GuestIt all comes down to what's hidden inside those shapes. When people think of those figures, they usually think of them as statues made of ash. But they're actually plaster casts. Back in the eighteen hundreds, the people digging up the city found these hollow gaps in the hard ash. Those gaps were left behind when the bodies of the victims rotted away thousands of years ago. To save the shapes, the diggers poured plaster into the holes. When the plaster dried, they chipped away the ash and found these perfect, life-like models of people. The thing is, the bones were still in there. The plaster wrapped right around the skeletons. For a long time, no one could get to those bones without breaking the beautiful casts. But now, we have ways to get tiny bits of bone out of the plaster to look at the DNA. When a team of experts finally did that recently, the results blew everyone away. It showed that our eyes had been lying to us for a very long time.
HostWait, if the bones were always there, why did it take us so long to look at them? Was it just that we didn't want to break the art, or did we just think we already had the answers?
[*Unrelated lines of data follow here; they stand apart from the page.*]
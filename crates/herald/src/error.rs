// SPDX-License-Identifier: Apache-2.0 OR MIT
// Copyright (c) 2025-2026 naskel.com

//! Errors returned by the notification engine.
//!
//! Synchronous API calls return [`Error`]; asynchronous flows never report
//! back through this type, they only log and skip the callback.

use crate::config::ConfigError;
use thiserror::Error;

/// Errors returned by Herald operations.
///
/// # Example
///
/// ```rust,no_run
/// use herald::Error;
///
/// fn describe(err: &Error) -> &'static str {
///     match err {
///         Error::NoRecipients { .. } => "nobody is listening",
///         Error::NotRunning => "service stopped",
///         _ => "other failure",
///     }
/// }
/// ```
#[derive(Debug, Error)]
pub enum Error {
    // ========================================================================
    // Caller misuse
    // ========================================================================
    /// A required argument was empty or malformed.
    #[error("Invalid argument: {0}")]
    InvalidArgument(String),

    /// The service was stopped (or its scheduler is not accepting tasks).
    #[error("Service not running")]
    NotRunning,

    // ========================================================================
    // Store results
    // ========================================================================
    /// Lookup against a missing key.
    #[error("{kind} not found: {key}")]
    NotFound { kind: &'static str, key: String },

    /// Write of a key that a unique store already holds.
    #[error("{kind} already present: {key}")]
    AlreadyPresent { kind: &'static str, key: String },

    // ========================================================================
    // Delivery
    // ========================================================================
    /// Fan-out computed an empty recipient set; nothing was sent.
    #[error("No recipients for {what}")]
    NoRecipients { what: String },

    /// The wire layer refused or failed a send.
    #[error("Delivery failed: {0}")]
    DeliveryFailed(String),

    // ========================================================================
    // Runtime
    // ========================================================================
    /// A rendezvous reply did not arrive in time.
    #[error("Timed out waiting for {0}")]
    Timeout(&'static str),

    /// Configuration could not be loaded or failed validation.
    #[error("Configuration error: {0}")]
    Config(#[from] ConfigError),

    /// Worker thread spawn failed.
    #[error("I/O error: {0}")]
    Io(#[from] std::io::Error),
}

impl Error {
    pub(crate) fn not_found(kind: &'static str, key: impl std::fmt::Display) -> Self {
        Error::NotFound {
            kind,
            key: key.to_string(),
        }
    }

    pub(crate) fn invalid(msg: impl Into<String>) -> Self {
        Error::InvalidArgument(msg.into())
    }

    /// True for the distinguishable not-found result.
    pub fn is_not_found(&self) -> bool {
        matches!(self, Error::NotFound { .. })
    }
}

/// Convenient alias for API results using the public `Error` type.
pub type Result<T> = core::result::Result<T, Error>;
GuestIt was a bit of both. We're very good at making up stories that fit what we see. When you see a large person with a gold bracelet holding a small child on their lap, your brain says that's a mother. For three hundred years, that was the story of the House of the Golden Bracelet. Everyone who visited the ruins saw that cast and felt for that poor mother and her child. But when the team tested the DNA from those bones, they found out the adult was actually a man. And even more surprising, the child he was holding wasn't related to him at all. They were just two people who happened to be together when the sky fell. We spent centuries projecting our own ideas of family and care onto them, but the genes tell a much more messy and complicated story.
HostThat's a huge shift. I mean, we basically built a whole myth around a person because they were wearing a piece of jewelry. But if we can be that wrong about a mother and child, what else did we get twisted?
GuestThere's another famous pair that people used to call the two sisters. They were found huddled together, and one was resting their head on the other. It was such a sad, sweet image of two women facing the end together. Later, some people started to think they might be a man and a woman who were in love. But the DNA test showed that at least one of them was definitely a man, and the other likely was too. They weren't sisters. They might not even have been a couple. They were just two men in a terrible spot. This happens over and over again in the new data. We look at a pose and think we see a husband and wife or a grandmother and a kid, but the science shows that the people in these houses were often not related by blood at all.
HostI find myself wondering if the DNA could be wrong. These bones have been sitting in damp plaster for ages, and then they were handled by the people who found them. Is it possible the results are just picked up from the people who did the digging?
GuestThat's a fair point, and it's something the scientists had to be very careful about. DNA can break down over time, especially in heat, and the volcano was definitely hot. But they use very deep cleaning methods and only look for specific markers that stay locked deep inside the densest part of the bone, like the inner ear. They also look for patterns that only show up in ancient DNA, which looks different from the DNA of a living person who might have touched it yesterday. What they found wasn't just a one-off mistake. They saw a whole mix of people from all over the world. Many of the victims weren't even from Italy originally. They had roots in the Middle East and North Africa. This tells us Pompeii was way more diverse than we thought. It wasn't just a bunch of local Roman families. It was a crossroads of the world.
HostSo we weren't just wrong about their gender or their families. We were wrong about where they even came from. It sounds like we were looking at Pompeii through a very narrow lens.
GuestWe really were. We tend to think of the past as being very simple and traditional. We see a house and we assume a nuclear family lived there. But Pompeii was a place of trade and slavery and travel. The people in a house might be servants, friends, or strangers seeking cover. By only looking at the poses, we were making the past look like a mirror of our own lives. The DNA is like a cold splash of water. It forces us to stop telling our own stories and actually listen to theirs. It shows us that the Roman world was just as full of movement and strange connections as our world is today.
HostThe gold bracelet that gave that man his fake identity for so long is still there, but it means something totally different now.
GuestThat man died wearing his finest things, and for a long time, those things defined him as a mother in our minds.
HostThe plaster shapes are still the same, but the people inside them have finally been allowed to be themselves.